Final Validation of the ProMisE Molecular Classifier for Endometrial Carcinoma in a Large Population-based Case Series.

Abstract

Introduction

Based on The Cancer Genome Atlas, we previously developed and confirmed a pragmatic molecular classifier for endometrial cancers; ProMisE (Proactive Molecular Risk Classifier for Endometrial Cancer). ProMisE identifies four prognostically distinct molecular subtypes, and can be applied to diagnostic specimens (biopsy/curettings), enabling earlier informed decision-making.

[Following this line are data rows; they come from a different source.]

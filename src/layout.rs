//! Grid geometry planning.
//!
//! [`plan`] turns the requested grid shape and the source's display size
//! into a [`Layout`]: how many columns and rows fit, how large each shot is,
//! how large the canvas is, and how far apart in time the shots are. It is a
//! pure computation with no FFmpeg involvement, so it can be evaluated (and
//! tested) before a decoder is ever opened.
//!
//! # Example
//!
//! ```
//! use ffmpeg_next::Rational;
//! use shotgrid::layout::{LayoutRequest, plan};
//!
//! let request = LayoutRequest {
//!     source_width: 1920,
//!     source_height: 1080,
//!     columns: 4,
//!     rows: 4,
//!     step_seconds: 0.0,
//!     width: 1024,
//!     min_shot_height: 100,
//!     gap: 0,
//!     duration_seconds: 600.0,
//!     time_base: Rational::new(1, 1000),
//! };
//! let layout = plan(&request).unwrap();
//! assert_eq!(layout.shot_count(), 16);
//! assert_eq!(layout.shot_width, 256);
//! ```

use ffmpeg_next::Rational;

use crate::configuration::SheetOptions;
use crate::conversion::time_base_seconds;
use crate::error::ShotgridError;

/// Everything the planner needs to know about a job.
#[derive(Debug, Clone, Copy, PartialEq)]
pub struct LayoutRequest {
    /// Source width after aspect-ratio correction and rotation.
    pub source_width: u32,
    /// Source height after rotation.
    pub source_height: u32,
    /// Requested column count.
    pub columns: u32,
    /// Requested row count; `0` derives it from the step.
    pub rows: u32,
    /// Requested step in seconds; `<= 0` derives it from the grid.
    pub step_seconds: f64,
    /// Target canvas width; `0` for the natural width.
    pub width: u32,
    /// Minimum shot height.
    pub min_shot_height: u32,
    /// Gap between shots.
    pub gap: u32,
    /// Usable (net) duration in seconds.
    pub duration_seconds: f64,
    /// Time base the step is expressed in.
    pub time_base: Rational,
}

impl LayoutRequest {
    /// Build a request from job options and the source's display size.
    pub fn from_options(
        options: &SheetOptions,
        source_width: u32,
        source_height: u32,
        duration_seconds: f64,
        time_base: Rational,
    ) -> Self {
        Self {
            source_width,
            source_height,
            columns: options.columns,
            rows: options.rows,
            step_seconds: options.step_seconds,
            width: options.width,
            min_shot_height: options.min_shot_height,
            gap: options.gap,
            duration_seconds,
            time_base,
        }
    }
}

/// Computed grid geometry. Immutable once planned.
#[derive(Debug, Clone, Copy, PartialEq)]
pub struct Layout {
    /// Number of columns; `0` signals a failed plan.
    pub columns: u32,
    /// Number of rows.
    pub rows: u32,
    /// Width of each shot; always even.
    pub shot_width: u32,
    /// Height of each shot; always even.
    pub shot_height: u32,
    /// Canvas width.
    pub canvas_width: u32,
    /// Canvas height, without any caption band.
    pub canvas_height: u32,
    /// Time between shots in time-base units; `0` signals a failed plan.
    pub step: i64,
    /// Horizontal offset that centers the grid when the width does not
    /// divide evenly.
    pub center_gap: u32,
    /// Gap between shots.
    pub gap: u32,
    /// Time base of `step`.
    pub time_base: Rational,
}

impl Layout {
    fn failed(request: &LayoutRequest) -> Self {
        Self {
            columns: 0,
            rows: 0,
            shot_width: 0,
            shot_height: 0,
            canvas_width: 0,
            canvas_height: 0,
            step: 0,
            center_gap: 0,
            gap: request.gap,
            time_base: request.time_base,
        }
    }

    /// Number of grid cells.
    pub fn shot_count(&self) -> u32 {
        self.columns * self.rows
    }

    /// Step in seconds.
    pub fn step_seconds(&self) -> f64 {
        self.step as f64 * time_base_seconds(self.time_base)
    }

    /// Top-left pixel of the cell at `index`, below a caption band of
    /// `header_height` pixels.
    pub fn shot_position(&self, index: u32, header_height: u32) -> (u32, u32) {
        let column = index % self.columns.max(1);
        let row = index / self.columns.max(1);
        let x = column * (self.shot_width + self.gap) + self.gap + self.center_gap;
        let y = row * (self.shot_height + self.gap) + self.gap + header_height;
        (x, y)
    }
}

/// Compute the geometry for a fixed column count.
///
/// `rows` may be `0` to derive the row count from the requested step.
pub fn calculate(request: &LayoutRequest, columns: u32, rows: u32) -> Layout {
    if columns == 0 || request.source_width == 0 {
        return Layout::failed(request);
    }

    let tick = time_base_seconds(request.time_base);
    let duration_ticks = if tick > 0.0 {
        request.duration_seconds / tick
    } else {
        0.0
    };
    let columns_f = columns as f64;

    let mut step = if request.step_seconds > 0.0 && tick > 0.0 {
        (request.step_seconds / tick) as i64
    } else {
        (duration_ticks / (columns_f * rows as f64 + 1.0)) as i64
    };

    let rows = if rows > 0 {
        rows
    } else if step > 0 {
        (request.duration_seconds / columns_f / (step as f64 * tick) + 0.5).floor() as u32
    } else {
        0
    }
    .max(1);

    // Last row full.
    step = (duration_ticks / (columns_f * rows as f64 + 1.0)) as i64;

    let gap = request.gap as i64;
    let columns_i = columns as i64;
    let full_width = columns_i * (request.source_width as i64 + gap) + gap;
    let canvas_width = if request.width > 0 && (request.width as i64) < full_width {
        request.width as i64
    } else {
        full_width
    };

    let usable_width = (canvas_width - gap * (columns_i + 1)).max(0);
    let mut shot_width = usable_width / columns_i;
    shot_width -= shot_width % 2;
    let mut shot_height = (request.source_height as f64 / request.source_width as f64
        * shot_width as f64
        + 0.5)
        .floor() as i64;
    shot_height -= shot_height % 2;
    let center_gap = (usable_width - shot_width * columns_i) / 2;
    let canvas_height = shot_height * rows as i64 + gap * (rows as i64 + 1);

    Layout {
        columns,
        rows,
        shot_width: shot_width as u32,
        shot_height: shot_height as u32,
        canvas_width: canvas_width as u32,
        canvas_height: canvas_height as u32,
        step,
        center_gap: center_gap as u32,
        gap: request.gap,
        time_base: request.time_base,
    }
}

/// Drop columns until shots reach the minimum height, then drop rows if the
/// source is too short for the grid.
///
/// A returned layout with zero columns or zero step means the job cannot be
/// built; [`plan`] turns those into errors.
pub fn reduce_to_fit(request: &LayoutRequest) -> Layout {
    if request.columns == 0 {
        return Layout::failed(request);
    }
    let even_source_width = request.source_width - request.source_width % 2;
    let mut columns = request.columns;
    let mut layout = calculate(request, columns, request.rows);

    while layout.shot_height < request.min_shot_height && layout.shot_width < even_source_width {
        columns -= 1;
        if columns == 0 {
            log::debug!("no column count satisfies min height {}", request.min_shot_height);
            return Layout::failed(request);
        }
        layout = calculate(request, columns, request.rows);
    }

    if columns < request.columns {
        log::debug!(
            "reduced columns from {} to {} to keep shots at least {}px high",
            request.columns,
            columns,
            request.min_shot_height
        );
    }

    if layout.step <= 0 && layout.columns > 0 && layout.rows > 1 {
        let reduced_rows = (((request.duration_seconds - 1.0) / layout.columns as f64).floor()
            as i64)
            .max(1) as u32;
        log::info!("movie is too short, reducing number of rows to {reduced_rows}");
        layout = calculate(request, layout.columns, reduced_rows);
    }

    layout
}

/// Plan a layout, failing with a diagnostic when none is possible.
///
/// On success every shot is at least 2x2 pixels.
pub fn plan(request: &LayoutRequest) -> Result<Layout, ShotgridError> {
    if request.duration_seconds <= 0.0 {
        return Err(ShotgridError::InvalidDuration {
            duration_seconds: request.duration_seconds,
        });
    }
    if request.columns == 0 {
        return Err(ShotgridError::InvalidOption(
            "columns must be at least 1".to_string(),
        ));
    }

    let layout = reduce_to_fit(request);

    if layout.columns == 0 || layout.shot_width == 0 || layout.shot_height == 0 {
        let (suggested_width, suggested_min_height) = suggest_fit(request);
        return Err(ShotgridError::LayoutTooSmall {
            min_height: request.min_shot_height,
            suggested_width,
            suggested_min_height,
        });
    }
    if layout.step <= 0 {
        return Err(ShotgridError::ClipTooShort {
            duration_seconds: request.duration_seconds,
        });
    }

    log::debug!(
        "layout {}x{} shots of {}x{} on {}x{}, step {:.2}s",
        layout.columns,
        layout.rows,
        layout.shot_width,
        layout.shot_height,
        layout.canvas_width,
        layout.canvas_height,
        layout.step_seconds()
    );
    Ok(layout)
}

/// A canvas width that fits one shot at the minimum height, and the tallest
/// minimum height the configured width can satisfy. Both even.
fn suggest_fit(request: &LayoutRequest) -> (u32, u32) {
    let aspect = request.source_width as f64 / request.source_height.max(1) as f64;
    let gap = request.gap as f64;

    let min_height = request.min_shot_height.max(2) as f64;
    let mut width = (min_height * aspect + 2.0 * gap).ceil() as u32;
    width += width % 2;

    let usable = (request.width as f64 - 2.0 * gap).max(0.0);
    let mut height = (usable / aspect).floor() as u32;
    height -= height % 2;

    (width, height)
}

/// Distance between evasion retries, in time-base units.
///
/// At most ten seconds and at most a fourteenth of the step. Returns `0`
/// (evasion off) when that would be a second or less.
pub fn evasion_step(step: i64, time_base: Rational) -> i64 {
    let tick = time_base_seconds(time_base);
    if tick <= 0.0 {
        return 0;
    }
    let evade = ((10.0 / tick) as i64).min(step / 14);
    if evade as f64 * tick <= 1.0 {
        return 0;
    }
    evade
}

We have strictly adhered to the Institute of Medicine (IOM) guidelines for the development of genomic biomarkers, and herein present the final validation step of a locked-down classifier prior to clinical application.

Patients and Methods

We assessed a retrospective cohort of women from the Tübingen University Women's Hospital treated for endometrial carcinoma between 2003-13. Primary outcomes of overall, disease-specific and progression-free survival were evaluated for clinical, pathological, and molecular features.

Results

Complete clinical and molecular data were evaluable from 452 women. Patient age ranged from 29 – 93 (median 65) years, and 87.8% cases were endometrioid histotype. Grade distribution included 282 (62.4%) G1, 75 (16.6%) G2, and 95 (21.0%) G3 tumors. 276 (61.1%) patients had stage IA disease, with the remaining stage IB (89 (19.7%)), stage II (26 (5.8%)), and stage III/IV (61 (13.5%)). ProMisE molecular classification yielded 127 (28.1%) MMR-D, 42 (9.3%) POLE, 55 (12.2%) p53abn, and 228 (50.4%) p53wt. ProMisE was a prognostic marker for progression-free (P=0.001) and disease-specific (P=0.03) survival even after adjusting for known risk factors. Concordance between diagnostic and surgical specimens was highly favorable; accuracy 0.91, kappa 0.88.

Discussion

We have developed, confirmed and now validated a pragmatic molecular classification tool (ProMisE) that provides consistent categorization of tumors and identifies four distinct prognostic molecular subtypes. ProMisE can be applied to diagnostic samples and thus could be used to inform surgical procedure(s) and/or need for adjuvant therapy. Based on the IOM guidelines this classifier is now ready for clinical evaluation through prospective clinical trials.